→ **Work instruction**:
Exact output of all the records is required.

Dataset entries

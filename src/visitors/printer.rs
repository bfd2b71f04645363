use crate::ast::{
    ast::{BinaryExpr, Expr, ExprType, LiteralExpr, UnaryExpr},
    visitor::Visitor,
};

/// Prints a tree as an S expression: `(** 2 (- 3))`.
pub struct SExprPrinter;

impl Visitor for SExprPrinter {
    type Output = String;

    fn visit_binary(&mut self, node: &BinaryExpr) -> String {
        format!(
            "({} {} {})",
            node.operator,
            node.left.accept(self),
            node.right.accept(self)
        )
    }

    fn visit_unary(&mut self, node: &UnaryExpr) -> String {
        format!("({} {})", node.operator, node.operand.accept(self))
    }

    fn visit_literal(&mut self, node: &LiteralExpr) -> String {
        node.value.to_string()
    }

    fn visit_other(&mut self, expr_type: ExprType) -> String {
        format!("<{}>", expr_type)
    }
}

/// Prints a tree as fully parenthesised infix text: `(2 ** (-3))`.
///
/// Every composite node is wrapped in parentheses, so tokenizing and parsing
/// the output gives back an equal tree whatever the operator precedences are.
pub struct CanonicalPrinter;

impl Visitor for CanonicalPrinter {
    type Output = String;

    fn visit_binary(&mut self, node: &BinaryExpr) -> String {
        format!(
            "({} {} {})",
            node.left.accept(self),
            node.operator,
            node.right.accept(self)
        )
    }

    fn visit_unary(&mut self, node: &UnaryExpr) -> String {
        format!("({}{})", node.operator, node.operand.accept(self))
    }

    fn visit_literal(&mut self, node: &LiteralExpr) -> String {
        node.value.to_string()
    }

    fn visit_other(&mut self, expr_type: ExprType) -> String {
        format!("<{}>", expr_type)
    }
}

pub fn to_sexpr(expr: &Expr) -> String {
    expr.accept(&mut SExprPrinter)
}

pub fn to_canonical(expr: &Expr) -> String {
    expr.accept(&mut CanonicalPrinter)
}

→ **Answer to the exercise**:
filename src/visitors/printer.rs
repository bfd2b71f04645363
use crate::ast::{
    ast::{BinaryExpr, Expr, ExprType, LiteralExpr, UnaryExpr},
    visitor::Visitor,
};

/// Prints a tree as an S expression: `(** 2 (- 3))`.
pub struct SExprPrinter;

impl Visitor for SExprPrinter {
    type Output = String;

    fn visit_binary(&mut self, node: &BinaryExpr) -> String {
        format!(
            "({} {} {})",
            node.operator,
            node.left.accept(self),
            node.right.accept(self)
        )
    }

    fn visit_unary(&mut self, node: &UnaryExpr) -> String {
        format!("({} {})", node.operator, node.operand.accept(self))
    }

    fn visit_literal(&mut self, node: &LiteralExpr) -> String {
        node.value.to_string()
    }

    fn visit_other(&mut self, expr_type: ExprType) -> String {
        format!("<{}>", expr_type)
    }
}

/// Prints a tree as fully parenthesised infix text: `(2 ** (-3))`.
///
/// Every composite node is wrapped in parentheses, so tokenizing and parsing
/// the output gives back an equal tree whatever the operator precedences are.
pub struct CanonicalPrinter;

impl Visitor for CanonicalPrinter {
    type Output = String;

    fn visit_binary(&mut self, node: &BinaryExpr) -> String {
        format!(
            "({} {} {})",
            node.left.accept(self),
            node.operator,
            node.right.accept(self)
        )
    }

    fn visit_unary(&mut self, node: &UnaryExpr) -> String {
        format!("({}{})", node.operator, node.operand.accept(self))
    }

    fn visit_literal(&mut self, node: &LiteralExpr) -> String {
        node.value.to_string()
    }

    fn visit_other(&mut self, expr_type: ExprType) -> String {
        format!("<{}>", expr_type)
    }
}

pub fn to_sexpr(expr: &Expr) -> String {
    expr.accept(&mut SExprPrinter)
}

pub fn to_canonical(expr: &Expr) -> String {
    expr.accept(&mut CanonicalPrinter)
}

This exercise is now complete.